Knowing when to say no means knowing yourself

It happened, but how? You said yes to the car dealer. Now you've got the keys and you're mad at yourself because you got roped into saying yes when you wanted to say no.

It happened, but how? You said yes to the car dealer. Now you’ve got the keys and you’re mad at yourself because you got roped into saying yes when you wanted to say no.

What happened?

Yes rolls off the tongue far more easily than no, but there are times when no is exactly what you need to say.

My father warned me. Never loan money to a

friend.

Two months later, I realize that I’ll never get the $800 back. My friend has packed up and moved to the East Coast – no forwarding address.

When you say yes, do you mean it? Or do you get emotionally hooked in and can’t say no?

How does your calendar get overbooked? How do you end up sitting through a movie that you really didn’t want to see? How do you remain in unhealthy relationships?

You say yes.

Why do you say yes when you really want to say no? Is it because your parents said no too often? Is it because you want to be the nice guy? Or do you want to avoid conflict?

Maybe it’s about self-esteem – you don’t believe you deserve to set boundaries. The kids beg to stay up past bedtime. You’re overly tired and instead of saying no, you give in.

Then, there was the time when someone you hold in high esteem invited you to a political gala. You said yes, but got a queasy feeling in your stomach.

The truth is you said yes because you wanted to be with the power crowd.

Those queasy feelings eat away at personal integrity. It’s time to learn how to say no.

Your granddaughter is the apple of your eye and the peach in your pie. It’s difficult to turn her down when she wants you to buy the jeans that all of her friends are wearing.

You would rather spend the money on a winter coat that she really needs. It’s time to use a no response. It’s an opportunity to discuss choices, priorities and money management. Important life lessons can be taught when we say no.

Imagine yourself becoming more skilled using no as an answer. If friends and family push your boundaries, thinking that you’ll give in – the way you usually do – ask them, "Which part of no don’t you understand, the ‘n’ or the ‘o’"?
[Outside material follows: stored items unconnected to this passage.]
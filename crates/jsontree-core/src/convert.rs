//! In-place, destructive conversion between kinds.
//!
//! | From \ To | Number | String | Bool | Array | Object |
//! |---|---|---|---|---|---|
//! | Null | 0 | `"null"` | false | `[null]` | `{"key":null}` |
//! | Bool | 0 / 1 | `"true"` / `"false"` | no-op | `[b]` | `{"key":b}` |
//! | Number | no-op | canonical text | non-zero as printed | `[n]` | `{"key":n}` |
//! | String | numeric prefix, else error | no-op | non-empty | one entry per char | `{"key":s}` |
//! | Array | element count | canonical text | non-empty | no-op | keys `"0"`, `"1"`, … |
//! | Object | pair count | canonical text | non-empty | values in order | no-op |
//!
//! Converting to `Null` drops whatever the value held. Int and Double are the same
//! number family, so converting between them is a no-op. A failed conversion leaves the
//! value untouched.

use crate::diagnostics::{Diagnostic, Diagnostics, TracingDiagnostics};
use crate::error::{JsonError, Result};
use crate::serializer::stringify;
use crate::value::{Kind, Map, Value};

/// Key used when a scalar is wrapped into an object.
pub const SYNTHETIC_KEY: &str = "key";

impl Value {
    /// Convert in place, reporting through [`TracingDiagnostics`].
    pub fn convert_to(&mut self, target: Kind) -> Result<&mut Value> {
        self.convert_to_with(target, &TracingDiagnostics)
    }

    /// Convert in place, reporting no-ops and failures to `diagnostics`.
    pub fn convert_to_with<D: Diagnostics>(
        &mut self,
        target: Kind,
        diagnostics: &D,
    ) -> Result<&mut Value> {
        let from = self.kind();
        if same_family(from, target) {
            diagnostics.report(&Diagnostic::ConversionNoop { kind: from });
            return Ok(self);
        }

        let converted = match target {
            Kind::Null => Ok(Value::Null),
            Kind::Int | Kind::Double => to_number(self),
            Kind::String => Ok(Value::String(stringify(self))),
            Kind::Bool => Ok(Value::Bool(truthy(self))),
            Kind::Array => Ok(to_array(std::mem::take(self))),
            Kind::Object => Ok(to_object(std::mem::take(self))),
        };

        match converted {
            Ok(value) => {
                *self = value;
                Ok(self)
            }
            Err(reason) => {
                diagnostics.report(&Diagnostic::ConversionFailed {
                    from,
                    to: target,
                    reason: reason.clone(),
                });
                Err(JsonError::ConversionFailed {
                    from,
                    to: target,
                    reason,
                })
            }
        }
    }
}

fn same_family(from: Kind, to: Kind) -> bool {
    from == to || (from.is_number() && to.is_number())
}

fn to_number(value: &Value) -> std::result::Result<Value, String> {
    match value {
        Value::Null => Ok(Value::int(0)),
        Value::Bool(b) => Ok(Value::int(i64::from(*b))),
        Value::Number(n) => Ok(Value::Number(*n)),
        Value::String(s) => parse_numeric(s),
        Value::Array(items) => Ok(Value::int(count(items.len()))),
        Value::Object(map) => Ok(Value::int(count(map.len()))),
    }
}

/// Convert the longest numeric prefix of `text`, after leading whitespace. An optional
/// sign (`+` or `-`), digits with at most one `.` (either side may be empty, not both),
/// and an optional exponent are taken; anything after them is ignored.
fn parse_numeric(text: &str) -> std::result::Result<Value, String> {
    let trimmed = text.trim_start();
    let token = numeric_prefix(trimmed).ok_or_else(|| format!("{text:?} is not numeric"))?;
    let integral = !token.contains(['.', 'e', 'E']);
    if integral {
        if let Ok(n) = token.parse::<i64>() {
            return Ok(Value::int(n));
        }
    }
    match token.parse::<f64>() {
        Ok(f) if f.is_finite() => Ok(Value::number(f)),
        _ => Err(format!("{text:?} is out of range")),
    }
}

fn numeric_prefix(text: &str) -> Option<&str> {
    let bytes = text.as_bytes();
    let digits_from = |start: usize| {
        bytes[start.min(bytes.len())..]
            .iter()
            .take_while(|b| b.is_ascii_digit())
            .count()
    };

    let mut end = usize::from(matches!(bytes.first(), Some(b'+' | b'-')));
    let int_digits = digits_from(end);
    end += int_digits;
    let mut frac_digits = 0;
    if bytes.get(end) == Some(&b'.') {
        frac_digits = digits_from(end + 1);
        if int_digits + frac_digits > 0 {
            end += 1 + frac_digits;
        }
    }
    if int_digits + frac_digits == 0 {
        return None;
    }

    if matches!(bytes.get(end), Some(b'e' | b'E')) {
        let mut exp = end + 1;
        if matches!(bytes.get(exp), Some(b'+' | b'-')) {
            exp += 1;
        }
        let exp_digits = digits_from(exp);
        if exp_digits > 0 {
            end = exp + exp_digits;
        }
    }
    Some(&text[..end])
}

fn count(len: usize) -> i64 {
    i64::try_from(len).unwrap_or(i64::MAX)
}

fn truthy(value: &Value) -> bool {
    match value {
        Value::Null => false,
        Value::Bool(b) => *b,
        Value::Number(n) => match n.kind() {
            Kind::Int => n.as_i64() != 0,
            _ => n.as_f64() != 0.0,
        },
        Value::String(s) => !s.is_empty(),
        Value::Array(items) => !items.is_empty(),
        Value::Object(map) => !map.is_empty(),
    }
}

fn to_array(value: Value) -> Value {
    match value {
        Value::String(s) => s.chars().map(|c| Value::String(c.to_string())).collect(),
        Value::Object(map) => Value::Array(map.into_values().collect()),
        Value::Array(items) => Value::Array(items),
        scalar => Value::Array(vec![scalar]),
    }
}

fn to_object(value: Value) -> Value {
    match value {
        Value::Array(items) => Value::Object(
            items
                .into_iter()
                .enumerate()
                .map(|(i, item)| (i.to_string(), item))
                .collect(),
        ),
        Value::Object(map) => Value::Object(map),
        scalar => {
            let mut map = Map::with_capacity(1);
            map.insert(SYNTHETIC_KEY, scalar);
            Value::Object(map)
        }
    }
}

#[cfg(test)]
mod tests {
    use super::*;
    use crate::diagnostics::Silent;
    use crate::parser::parse;

    #[test]
    fn numeric_prefix_is_converted() {
        assert_eq!(parse_numeric(" 12 ").unwrap(), Value::int(12));
        assert_eq!(parse_numeric("-0.5").unwrap(), Value::number(-0.5));
        assert_eq!(parse_numeric("12abc").unwrap(), Value::int(12));
        assert_eq!(parse_numeric("3.5 kg").unwrap(), Value::number(3.5));
        assert_eq!(parse_numeric("+5").unwrap(), Value::int(5));
        assert_eq!(parse_numeric(".5").unwrap(), Value::number(0.5));
        assert_eq!(parse_numeric("7.").unwrap(), Value::int(7));
        assert_eq!(parse_numeric("2e3x").unwrap(), Value::int(2000));
        assert_eq!(parse_numeric("2e").unwrap(), Value::int(2));
    }

    #[test]
    fn text_without_digits_is_rejected() {
        for text in ["abc", "", "   ", "+", "-", ".", "-.e5", "[1]"] {
            assert!(parse_numeric(text).is_err(), "{text:?}");
        }
        assert!(parse_numeric("1e400").is_err());
    }

    #[test]
    fn failed_conversion_keeps_value() {
        let mut v = Value::string("hello");
        let err = v.convert_to_with(Kind::Int, &Silent).unwrap_err();
        assert!(matches!(err, JsonError::ConversionFailed { .. }));
        assert_eq!(v, Value::string("hello"));
    }

    #[test]
    fn object_to_array_keeps_order() {
        let mut v = parse(r#"{"z":1,"a":2,"m":3}"#).unwrap();
        v.convert_to_with(Kind::Array, &Silent).unwrap();
        assert_eq!(v.to_string(), "[1,2,3]");
    }
}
Learning to say no involves learning to respect yourself. Don’t do things just to be liked or to be included or to look generous or wealthy.

It’s OK to say no to people who keep urging you to have a drink or give them sex or loan them money or indulge in drugs. No is a powerful answer.

Pay attention to your gut. If you start to feel nervous and uncomfortable, you probably want to say no.

Notice if the first response out of your mouth begins with "ah-h-h-h." Hesitation is an indication that you need to slow down and consider what is true for you.

A whole-hearted yes resounds with clarity, so notice the difference when your response is a watered down "sure," or "OK."

Check in with yourself to see if you are hedging to avoid saying no. Half-hearted words may indicate that you want to say no.

If saying yes is a habit, saying no takes practice. The next time you find yourself with your plate too full, your gut in a knot because you’re doing things you really don’t want to or you can’t stand yourself because you’re not following your own value system, try saying no.

I think I’ll take my own advice. I won’t say yes just because the experts say it’s so. And, I won’t say yes just because my family expects me to say yes. Ah, yes – the answer is no.